Trials / Completed
CompletedNCT03153085
A Study of Combination with TBI-1401(HF10) and Ipilimumab in Japanese Patients with Unresectable or Metastatic Melanoma
A Phase II Study of Combination Treatment with TBI-1401(HF10), a Replication-competent HSV-1 Oncolytic Virus, and Ipilimumab in Japanese Patients with Stage IIIB, IIIC, or IV Unresectable or Metastatic Malignant Melanoma
- Status
- Completed
- Phase
- Phase 2
- Study type
- Interventional
- Enrollment
- 28 (actual)
- Sponsor
- Takara Bio Inc. · Industry
- Sex
- All
- Age
- 20 Years
- Healthy volunteers
- Not accepted
Summary
The purpose of this study is to determine if TBI-1401(HF10) in combination with ipilimumab is effective in Japanese patients with stages IIIB, IIIC, or IV unresectable or metastatic melanoma.
Detailed description
The study is designed to assess efficacy and safety with repeated administration of intratumoral injections of TBI-1401(HF10) at 1x10\^7 TCID50/mL in combination with intravenous infusions of 3mg/kg ipilimumab in Japanese patients. This is a single arm, open label Phase II study, to evaluate the efficacy and safety of TBI-1401(HF10) treatment in combination with the immunologic checkpoint inhibitor, ipilimumab (anti-CTLA-4 monoclonal antibody). The study population will include patients with Stage IIIB, IIIC or IV unresectable or metastatic malignant melanoma who are ipilimumab-eligible. Patients will receive the dose of 1x10\^7 TCID50/mL TBI-1401(HF10) (for a total of 6 injections; the first 4 injections at 1-week intervals; the remaining 2 injections at 3-week intervals) + ipilimumab at 3 mg/kg (for a total of 4 intravenous infusions, each administered at 3-week intervals). Following combination therapy, patients may continue to receive the 1x10\^7 TCID50/mL TBI-1401(HF10) alone for up to an additional 13 injections (total of 19 injections = 1 year) if they have tolerated the study treatment, are responding, have stable disease, or have progressive disease that is not clinically significant in the judgment of the Investigator.
Conditions
Interventions
| Type | Name | Description |
|---|---|---|
| BIOLOGICAL | TBI-1401(HF10) | 1x10\^7 TCID50/mL TBI-1401(HF10) (for a total of 6 injections; the first 4 injections at 1-week intervals; the remaining 2 injections at 3-week intervals).
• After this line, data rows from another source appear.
// SPDX-License-Identifier: MIT OR Apache-2.0

#![forbid(unsafe_code)]

//! Sample-level quality checks: stale and interpolated runs, daily
//! completeness and trimming of sparse leading/trailing days.

pub mod completeness;
pub mod interpolation;
pub mod runs;
pub mod stale;
pub mod trim;

pub use completeness::{
    CompletenessConfig, CompletenessReport, DayStatus, complete_mask, completeness_score,
    expected_samples_per_day,
};
pub use interpolation::{InterpolationConfig, detect_interpolation, detect_interpolation_series};
pub use runs::{MarkPolicy, RunDetection};
pub use stale::{StaleConfig, detect_stale, detect_stale_series};
pub use trim::{TrimConfig, start_stop_dates, trim, trim_mask};
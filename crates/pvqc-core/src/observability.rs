// SPDX-License-Identifier: MIT OR Apache-2.0

#![forbid(unsafe_code)]

/// Optional callback for reporting algorithm progress in `[0.0, 1.0]`.
pub trait ProgressSink: Send + Sync {
    fn on_progress(&self, fraction: f32);
}

/// Optional sink for low-overhead scalar telemetry.
pub trait TelemetrySink: Send + Sync {
    fn record_scalar(&self, key: &'static str, value: f64);
}

#[derive(Clone, Copy, Debug, Default, PartialEq, Eq)]
pub struct NoopProgressSink;

impl ProgressSink for NoopProgressSink {
    fn on_progress(&self, _fraction: f32) {}
}

#[derive(Clone, Copy, Debug, Default, PartialEq, Eq)]
pub struct NoopTelemetrySink;

impl TelemetrySink for NoopTelemetrySink {
    fn record_scalar(&self, _key: &'static str, _value: f64) {}
}

/// Forwards telemetry scalars to the `log` facade under the `pvqc::telemetry` target.
#[derive(Clone, Copy, Debug, PartialEq, Eq)]
pub struct LogTelemetrySink {
    pub level: log::Level,
}

impl Default for LogTelemetrySink {
    fn default() -> Self {
        Self {
            level: log::Level::Debug,
        }
    }
}

impl TelemetrySink for LogTelemetrySink {
    fn record_scalar(&self, key: &'static str, value: f64) {
        log::log!(target: "pvqc::telemetry", self.level, "{key}={value}");
    }
}
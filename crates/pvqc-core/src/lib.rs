// SPDX-License-Identifier: MIT OR Apache-2.0

#![forbid(unsafe_code)]

//! Shared series types, validation, numerics and segmentation plumbing for pvqc.

pub mod constraints;
pub mod daily;
pub mod detector;
pub mod diagnostics;
pub mod error;
pub mod execution_context;
pub mod mask;
pub mod missing;
pub mod numerics;
pub mod observability;
pub mod repro;
pub mod results;
pub mod stopping;
pub mod time_series;
pub mod validation;

pub use constraints::{Constraints, ValidatedConstraints};
pub use daily::{DailyAgg, DailyAggregate};
pub use detector::ChangePointDetector;
pub use diagnostics::Diagnostics;
pub use error::QcError;
pub use execution_context::ExecutionContext;
pub use mask::{Mask, Run};
pub use missing::{MissingRunStats, compute_missing_run_stats, finite_points};
pub use numerics::{
    MAD_NORMAL_SCALE, diff_noise_scale, kahan_sum, median, median_abs_deviation,
    prefix_sum_squares, prefix_sum_squares_kahan, prefix_sums, prefix_sums_kahan, quantile,
    quantile_sorted, sorted_finite, stable_mean, stable_variance,
};
pub use observability::{
    LogTelemetrySink, NoopProgressSink, NoopTelemetrySink, ProgressSink, TelemetrySink,
};
pub use repro::ReproMode;
pub use results::{ChangePointResult, segment_bounds, validate_breakpoints};
pub use stopping::{Penalty, Stopping};
pub use time_series::{TimeSeries, TimeZoneKind};
pub use validation::{
    Timestamp, infer_freq, require_finite, require_non_negative, require_unit_interval,
    validate_freq, validate_series,
};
Following combination therapy, patients may continue to receive the 1x10\^7 TCID50/mL TBI-1401(HF10) alone for up to an additional 13 injections (total of 19 injections = 1 year) if eligible for administration. |
| DRUG | Ipilimumab | 3 mg/kg ipilimumab (for a total of 4 intravenous infusions, each administered at 3-week intervals). |
Timeline
- Start date
- 2017-05-25
- Primary completion
- 2018-06-30
- Completion
- 2018-12-14
- First posted
- 2017-05-15
- Last updated
- 2024-12-09
Locations
12 sites across 1 country: Japan
Source: ClinicalTrials.gov record NCT03153085. Inclusion in this directory is not an endorsement.